Getting the scale and growth model right 

To be sure, scaling up can give companies potential advantages. But simply buying and aggregating mom-and-pop businesses that may have competing acquirers is not enough. Aggregators must add value to the companies they acquire. To scale successfully, companies and aggregators need to define a model and playbook for realizing these advantages. For instance, an aggregator might add meaningful value to acquired companies by negotiating purchasing savings from OEMs or distributors on installed products. Other sources of value might come from an aggregator’s ability to win and service more jobs due to superior recruitment and retention, enhance performance through better measurement and metrics (e.g., through a customer relationship management system), or provide more effective digital marketing. 

Once the aggregation platform is defined, companies can determine a potential platform for growth. Service providers can grow geographically by systematically identifying the most attractive MSAs/local markets based on a range of macroeconomic and demographic factors or by mapping and identifying the MSAs that are most like the service company’s current profile. They can also grow into new services. Examples include drain cleaning and sewer line inspection. A core platform of plumbing services can be supplemented with HVAC as well as electrical services. Some companies have also expanded by adding new construction to their R&R businesses, and vice versa, as well as by moving into certain categories within the multifamily space. 

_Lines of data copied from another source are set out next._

//! Expression-tree nodes emitted by the coercer.
//!
//! A [`Term`] is the canonical form of a query fragment. Besides the node
//! types themselves this module knows how to encode a term into the JSON
//! wire form a ReQL server understands:
//!
//! - datum → plain JSON
//! - `[TERM_TYPE, [args…]]` for everything else
//! - `[MAKE_OBJ, [], {k: v…}]` for objects (keys travel as optargs)
pub mod datum;
pub mod func;

use indexmap::IndexMap;
use once_cell::sync::Lazy;
use regex::Regex;
use serde_json::{Map, Value as Json, json};

use crate::error::{CoerceError, Result};

pub use datum::Datum;
pub use func::{Func, Lambda};

// ————————————————————————————————————————————————————————————————————————————
// TYPES
// ————————————————————————————————————————————————————————————————————————————

/// Wire codes for the non-datum terms we emit.
#[derive(Debug, Clone, Copy, PartialEq, Eq, Hash)]
#[repr(u32)]
pub enum TermType {
    MakeArray = 2,
    MakeObj = 3,
    Var = 10,
    Func = 69,
    Iso8601 = 99,
}

#[derive(Debug, Clone, PartialEq, Eq)]
pub enum Term {
    Datum(Datum),
    MakeArray(Vec<Term>),
    MakeObj(IndexMap<String, Term>),
    Func(Func),
    Iso8601(Iso8601),
    Var(u64),
}

/// A timestamp string already checked to look like ISO 8601.
#[derive(Debug, Clone, PartialEq, Eq, Hash)]
pub struct Iso8601(String);

/// A term usable where a query expects a value.
///
/// Everything except a bare [`Func`] qualifies; functions only make sense
/// as arguments to other terms.
#[derive(Debug, Clone, PartialEq, Eq)]
pub struct Expr(Term);

// ————————————————————————————————————————————————————————————————————————————
// IMPLEMENTATION
// ————————————————————————————————————————————————————————————————————————————

static ISO8601_RE: Lazy<Regex> = Lazy::new(|| {
    Regex::new(r"^\d{4}-\d{2}-\d{2}(T\d{2}:\d{2}(:\d{2}(\.\d{1,9})?)?)?(Z|[+-]\d{2}(:?\d{2})?)?$")
        .expect("static regex")
});

impl Iso8601 {
    pub fn from_string(input: impl Into<String>) -> Result<Self> {
        let input = input.into();
        if ISO8601_RE.is_match(&input) {
            Ok(Self(input))
        } else {
            Err(CoerceError::InvalidTimestamp { input })
        }
    }

    pub fn as_str(&self) -> &str {
        &self.0
    }
}

impl Default for Term {
    fn default() -> Self {
        Term::Datum(Datum::Null)
    }
}

impl From<Datum> for Term {
    fn from(datum: Datum) -> Self {
        Term::Datum(datum)
    }
}

impl From<Func> for Term {
    fn from(func: Func) -> Self {
        Term::Func(func)
    }
}

impl From<Iso8601> for Term {
    fn from(ts: Iso8601) -> Self {
        Term::Iso8601(ts)
    }
}

impl Term {
    pub fn null() -> Self {
        Term::default()
    }

    /// `None` for datums, which are sent as plain JSON.
    pub fn term_type(&self) -> Option<TermType> {
        match self {
            Term::Datum(_) => None,
            Term::MakeArray(_) => Some(TermType::MakeArray),
            Term::MakeObj(_) => Some(TermType::MakeObj),
            Term::Func(_) => Some(TermType::Func),
            Term::Iso8601(_) => Some(TermType::Iso8601),
            Term::Var(_) => Some(TermType::Var),
        }
    }

    pub fn is_expr(&self) -> bool {
        !matches!(self, Term::Func(_))
    }

    pub fn describe(&self) -> &'static str {
        match self {
            Term::Datum(_) => "datum",
            Term::MakeArray(_) => "array",
            Term::MakeObj(_) => "object",
            Term::Func(_) => "function",
            Term::Iso8601(_) => "timestamp",
            Term::Var(_) => "variable",
        }
    }

    pub fn as_datum(&self) -> Option<&Datum> {
        match self {
            Term::Datum(d) => Some(d),
            _ => None,
        }
    }

    /// Encode into the JSON wire form.
    pub fn build(&self) -> Result<Json> {
        match self {
            Term::Datum(d) => d.build(),
            Term::MakeArray(items) => {
                let args = items.iter().map(Term::build).collect::<Result<Vec<_>>>()?;
                Ok(json!([TermType::MakeArray as u32, args]))
            }
            Term::MakeObj(fields) => {
                let mut optargs = Map::with_capacity(fields.len());
                for (key, value) in fields {
                    optargs.insert(key.clone(), value.build()?);
                }
                Ok(json!([TermType::MakeObj as u32, [], optargs]))
            }
            Term::Func(f) => f.build(),
            Term::Iso8601(ts) => Ok(json!([TermType::Iso8601 as u32, [ts.as_str()]])),
            Term::Var(id) => Ok(json!([TermType::Var as u32, [id]])),
        }
    }
}

impl Expr {
    pub fn as_term(&self) -> &Term {
        &self.0
    }

    pub fn into_term(self) -> Term {
        self.0
    }

    pub fn build(&self) -> Result<Json> {
        self.0.build()
    }
}

impl TryFrom<Term> for Expr {
    type Error = CoerceError;

    fn try_from(term: Term) -> Result<Self> {
        if term.is_expr() {
            Ok(Expr(term))
        } else {
            Err(CoerceError::NotAnExpr { description: format!("a bare {}", term.describe()) })
        }
    }
}

impl From<Expr> for Term {
    fn from(expr: Expr) -> Self {
        expr.0
    }
}

// ————————————————————————————————————————————————————————————————————————————
// TESTS
// ————————————————————————————————————————————————————————————————————————————

#[cfg(test)]
mod tests {
    use super::*;

    #[test]
    fn wire_form_of_containers() {
        let mut fields = IndexMap::new();
        fields.insert("b".to_string(), Term::from(Datum::from(true)));
        fields.insert("a".to_string(), Term::MakeArray(vec![Term::from(Datum::from(1i64)), Term::null()]));
        let obj = Term::MakeObj(fields);
        assert_eq!(obj.build().unwrap(), json!([3, [], {"b": true, "a": [2, [1, null]]}]));
        // insertion order survives encoding
        let text = serde_json::to_string(&obj.build().unwrap()).unwrap();
        assert!(text.find("\"b\"").unwrap() < text.find("\"a\"").unwrap());
    }

    #[test]
    fn wire_form_of_timestamp_and_var() {
        let ts = Iso8601::from_string("2021-06-15T10:30:00.000+02:00").unwrap();
        assert_eq!(Term::from(ts).build().unwrap(), json!([99, ["2021-06-15T10:30:00.000+02:00"]]));
        assert_eq!(Term::Var(4).build().unwrap(), json!([10, [4]]));
    }

    #[test]
    fn iso8601_rejects_garbage() {
        assert!(Iso8601::from_string("2021-06-15").is_ok());
        assert!(Iso8601::from_string("2021-06-15T10:30:00Z").is_ok());
        let err = Iso8601::from_string("June 15th").unwrap_err();
        assert!(err.is_driver());
    }

    #[test]
    fn functions_are_not_exprs() {
        let func = Term::from(Func::from_lambda(&Lambda::unary(|x| x)));
        let err = Expr::try_from(func).unwrap_err();
        assert!(err.is_driver());
        let expr = Expr::try_from(Term::from(Datum::from("ok"))).unwrap();
        assert_eq!(expr.as_term().as_datum(), Some(&Datum::from("ok")));
    }
}
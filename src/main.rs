use colored::Colorize;
use log::LevelFilter;
use reql_coerce::cli::CommandLineInterface;

fn main() {
    let command_line_interface = CommandLineInterface::load();

    let level = match command_line_interface.verbose {
        0 => LevelFilter::Warn,
        1 => LevelFilter::Debug,
        _ => LevelFilter::Trace,
    };
    env_logger::Builder::new()
        .filter_level(level)
        .parse_default_env()
        .init();

    match command_line_interface.run() {
        Ok(true) => {}
        Ok(false) => std::process::exit(1),
        Err(error) => {
            eprintln!("{} {error:#}", "error:".red().bold());
            std::process::exit(2);
        }
    }
}
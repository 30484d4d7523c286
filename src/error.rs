//! Errors raised while coercing native values into expression trees.
use thiserror::Error;

/// Coarse classification of a [`CoerceError`].
///
/// - `Compile`: the input value is structurally invalid (too deep, bad keys).
/// - `Access`: the caller's object model breaks the snapshot contract.
/// - `Driver`: anything else the driver refuses to convert or encode.
#[derive(Debug, Clone, Copy, PartialEq, Eq, Hash)]
pub enum ErrorKind {
    Compile,
    Access,
    Driver,
}

#[non_exhaustive]
#[derive(Error, Debug, Clone, PartialEq, Eq)]
pub enum CoerceError {
    #[error("recursion limit reached converting to an expression tree")]
    RecursionLimit,

    #[error("object keys can only be strings, found {found}")]
    NonStringKey { found: &'static str },

    #[error("{type_name} should be public to be converted")]
    NotPublic { type_name: String },

    #[error("make `{property}` of {type_name} an i64 instead of an i32")]
    NarrowInteger { type_name: String, property: String },

    #[error("can't convert {type_name} to an expression tree: {message}")]
    Snapshot { type_name: String, message: String },

    #[error("cannot convert {description} to a value expression")]
    NotAnExpr { description: String },

    #[error("invalid ISO 8601 timestamp: {input:?}")]
    InvalidTimestamp { input: String },

    #[error("cannot encode {what} as JSON")]
    Encode { what: String },
}

impl CoerceError {
    pub fn kind(&self) -> ErrorKind {
        match self {
            CoerceError::RecursionLimit | CoerceError::NonStringKey { .. } => ErrorKind::Compile,
            CoerceError::NotPublic { .. } | CoerceError::NarrowInteger { .. } => ErrorKind::Access,
            CoerceError::Snapshot { .. }
            | CoerceError::NotAnExpr { .. }
            | CoerceError::InvalidTimestamp { .. }
            | CoerceError::Encode { .. } => ErrorKind::Driver,
        }
    }

    pub fn is_compile(&self) -> bool {
        self.kind() == ErrorKind::Compile
    }

    pub fn is_access(&self) -> bool {
        self.kind() == ErrorKind::Access
    }

    pub fn is_driver(&self) -> bool {
        self.kind() == ErrorKind::Driver
    }
}

pub type Result<T, E = CoerceError> = std::result::Result<T, E>;

#[cfg(test)]
mod tests {
    use super::*;

    #[test]
    fn kinds_follow_variants() {
        assert_eq!(CoerceError::RecursionLimit.kind(), ErrorKind::Compile);
        assert!(CoerceError::NonStringKey { found: "integer" }.is_compile());
        assert!(CoerceError::NotPublic { type_name: "Secret".into() }.is_access());
        let narrow = CoerceError::NarrowInteger { type_name: "Player".into(), property: "level".into() };
        assert!(narrow.is_access());
        assert_eq!(narrow.to_string(), "make `level` of Player an i64 instead of an i32");
        assert!(CoerceError::NotAnExpr { description: "function".into() }.is_driver());
    }
}
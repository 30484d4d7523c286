//! Convert native values into ReQL expression trees.
//!
//! ```
//! use reql_coerce::{Value, to_expr};
//!
//! let expr = to_expr(Value::map([("name", Value::from("kode")), ("money", Value::from(250i64))])).unwrap();
//! assert_eq!(expr.build().unwrap(), serde_json::json!([3, [], {"name": "kode", "money": 250}]));
//! ```
pub mod ast;
pub mod cli;
pub mod coerce;
pub mod config;
pub mod document;
pub mod error;
pub mod jq_exec;
pub mod path_de;
pub mod value;

pub use ast::{Datum, Expr, Func, Iso8601, Lambda, Term, TermType};
pub use coerce::{Coercer, to_ast, to_expr};
pub use config::{CoerceOptions, DepthPolicy};
pub use document::{Document, PropertyError, SerdeDocument, Snapshot};
pub use error::{CoerceError, ErrorKind};
pub use value::{Temporal, Value};
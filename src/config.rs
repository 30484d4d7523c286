//! Coercion options and the JSON file they can be loaded from.
//!
//! ```json
//! { "max_depth": 50, "depth_policy": "arrays_only", "naive_offset": "+02:00" }
//! ```
//! Every field is optional; missing ones keep their defaults.
use std::path::{Path, PathBuf};

use chrono::FixedOffset;
use once_cell::sync::Lazy;
use regex::Regex;
use serde::{Deserialize, Serialize};
use thiserror::Error;

use crate::path_de::{PathError, from_slice_with_path, from_str_with_path};

pub const DEFAULT_MAX_DEPTH: u32 = 100;

// ————————————————————————————————————————————————————————————————————————————
// TYPES
// ————————————————————————————————————————————————————————————————————————————

/// Which nested containers spend recursion budget.
#[derive(Debug, Clone, Copy, PartialEq, Eq, Hash, Default, Serialize, Deserialize)]
#[serde(rename_all = "snake_case")]
pub enum DepthPolicy {
    /// Arrays, maps and object snapshots all count.
    #[default]
    Uniform,
    /// Every map value starts over with the full budget; arrays and object
    /// snapshots still spend it.
    ArraysOnly,
}

#[derive(Debug, Clone, Copy, PartialEq, Eq)]
pub struct CoerceOptions {
    pub max_depth: u32,
    pub depth_policy: DepthPolicy,
    /// Anchor for naive date/times; `None` uses the system's local zone.
    pub naive_offset: Option<FixedOffset>,
}

/// On-disk shape of [`CoerceOptions`].
#[derive(Debug, Clone, Default, Serialize, Deserialize)]
#[serde(default, deny_unknown_fields)]
struct OptionsFile {
    max_depth: Option<u32>,
    depth_policy: Option<DepthPolicy>,
    naive_offset: Option<String>,
}

#[derive(Debug, Error)]
pub enum ConfigError {
    #[error("failed to read {}: {source}", path.display())]
    Io { path: PathBuf, source: std::io::Error },

    #[error(transparent)]
    Parse(#[from] PathError),

    #[error("max_depth must be at least 1")]
    ZeroDepth,

    #[error("naive_offset must look like Z, +HH:MM or +HHMM, got {0:?}")]
    BadOffset(String),
}

// ————————————————————————————————————————————————————————————————————————————
// IMPLEMENTATION
// ————————————————————————————————————————————————————————————————————————————

impl Default for CoerceOptions {
    fn default() -> Self {
        Self { max_depth: DEFAULT_MAX_DEPTH, depth_policy: DepthPolicy::Uniform, naive_offset: None }
    }
}

impl CoerceOptions {
    pub fn load(path: impl AsRef<Path>) -> Result<Self, ConfigError> {
        let path = path.as_ref();
        let bytes = std::fs::read(path)
            .map_err(|source| ConfigError::Io { path: path.to_path_buf(), source })?;
        Self::from_file(from_slice_with_path(&bytes)?)
    }

    pub fn from_json_str(src: &str) -> Result<Self, ConfigError> {
        Self::from_file(from_str_with_path(src)?)
    }

    fn from_file(file: OptionsFile) -> Result<Self, ConfigError> {
        let defaults = Self::default();
        let max_depth = file.max_depth.unwrap_or(defaults.max_depth);
        if max_depth == 0 {
            return Err(ConfigError::ZeroDepth);
        }
        let naive_offset = match file.naive_offset {
            None => None,
            Some(raw) => Some(parse_offset(&raw).ok_or(ConfigError::BadOffset(raw))?),
        };
        Ok(Self {
            max_depth,
            depth_policy: file.depth_policy.unwrap_or(defaults.depth_policy),
            naive_offset,
        })
    }

    pub fn with_max_depth(mut self, max_depth: u32) -> Self {
        self.max_depth = max_depth;
        self
    }

    pub fn with_depth_policy(mut self, depth_policy: DepthPolicy) -> Self {
        self.depth_policy = depth_policy;
        self
    }

    pub fn with_naive_offset(mut self, offset: FixedOffset) -> Self {
        self.naive_offset = Some(offset);
        self
    }
}

static OFFSET_RE: Lazy<Regex> = Lazy::new(|| {
    Regex::new(r"^(?:(Z)|([+-])(\d{2}):?(\d{2}))$").expect("static regex")
});

/// Parse `Z`, `±HH:MM` or `±HHMM`.
pub fn parse_offset(raw: &str) -> Option<FixedOffset> {
    let caps = OFFSET_RE.captures(raw.trim())?;
    if caps.get(1).is_some() {
        return FixedOffset::east_opt(0);
    }
    let hours: i32 = caps.get(3)?.as_str().parse().ok()?;
    let minutes: i32 = caps.get(4)?.as_str().parse().ok()?;
    if minutes >= 60 {
        return None;
    }
    let secs = hours * 3600 + minutes * 60;
    match caps.get(2)?.as_str() {
        "-" => FixedOffset::west_opt(secs),
        _ => FixedOffset::east_opt(secs),
    }
}

// ————————————————————————————————————————————————————————————————————————————
// TESTS
// ————————————————————————————————————————————————————————————————————————————

#[cfg(test)]
mod tests {
    use super::*;

    #[test]
    fn empty_file_is_default() {
        assert_eq!(CoerceOptions::from_json_str("{}").unwrap(), CoerceOptions::default());
        assert_eq!(CoerceOptions::default().max_depth, 100);
    }

    #[test]
    fn full_file() {
        let opts = CoerceOptions::from_json_str(
            r#"{"max_depth": 12, "depth_policy": "arrays_only", "naive_offset": "-05:30"}"#,
        ).unwrap();
        assert_eq!(opts.max_depth, 12);
        assert_eq!(opts.depth_policy, DepthPolicy::ArraysOnly);
        assert_eq!(opts.naive_offset, FixedOffset::west_opt(5 * 3600 + 30 * 60));
    }

    #[test]
    fn bad_fields_are_reported() {
        let err = CoerceOptions::from_json_str(r#"{"depth_policy": "sideways"}"#).unwrap_err();
        assert!(matches!(err, ConfigError::Parse(ref e) if e.path == "depth_policy"));

        let err = CoerceOptions::from_json_str(r#"{"max_depth": 0}"#).unwrap_err();
        assert!(matches!(err, ConfigError::ZeroDepth));

        let err = CoerceOptions::from_json_str(r#"{"naive_offset": "CEST"}"#).unwrap_err();
        assert!(matches!(err, ConfigError::BadOffset(_)));

        assert!(CoerceOptions::from_json_str(r#"{"depth": 3}"#).is_err());
    }

    #[test]
    fn offsets() {
        assert_eq!(parse_offset("Z"), FixedOffset::east_opt(0));
        assert_eq!(parse_offset("+0200"), FixedOffset::east_opt(7200));
        assert_eq!(parse_offset("-05:30"), FixedOffset::west_opt(5 * 3600 + 30 * 60));
        assert_eq!(parse_offset("+02:75"), None);
        assert_eq!(parse_offset("+2:00"), None);
        assert_eq!(parse_offset("2:00"), None);
    }
}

There are a variety of alternative and successful models for expansion and consolidation, as laid out in Figure 3 and L.E.K. Consulting’s article “Building Winning Home Services Platforms.”

Success in this sector requires achieving relatively high local market share, particularly in regions or locations that have higher revenue or profitability potential, as laid out in a recent L.E.K. article “How Data and Analytics Can Sharpen Your Branch Network Strategy Amid Rising Costs.” Hence, geographic expansion is often going to be a critical component of growth, even when service expansion is involved.  

  • As companies grow geographically, they need to ask themselves two primary questions: 
    • What are the optimal geographic growth opportunities? 
    • What are the most attractive MSAs/local markets for expansion? 
    • What are the optimal branch locations, given spend levels and competitive density?  
    • Are there opportunities to expand branch density within our existing markets? 
  • What does our geographic growth model imply for the potential target M&A opportunities we might pursue? 

For instance, a branch-based business can assess to what extent its branches are in locations that capture the most spend, as shown in Figure 4. 

Businesses can also take account of the level of competitive density across the MSA to identify underserved pockets of demand (see Figure 5). 

An attractive sector for challenging times 

With residential new construction facing some short-term challenges, the combination of nonstandardized services, frequency of purchase, steady growth and inelasticity of demand makes plumbing services attractive. Furthermore, despite increased consolidation, the sector remains highly fragmented, with plenty of opportunity for companies to expand their service offerings and geographic footprint by acquiring smaller players. Scaled players that have a defined, executable and measurable aggregation platform can add meaningful value to successful and already growing local plumbing businesses.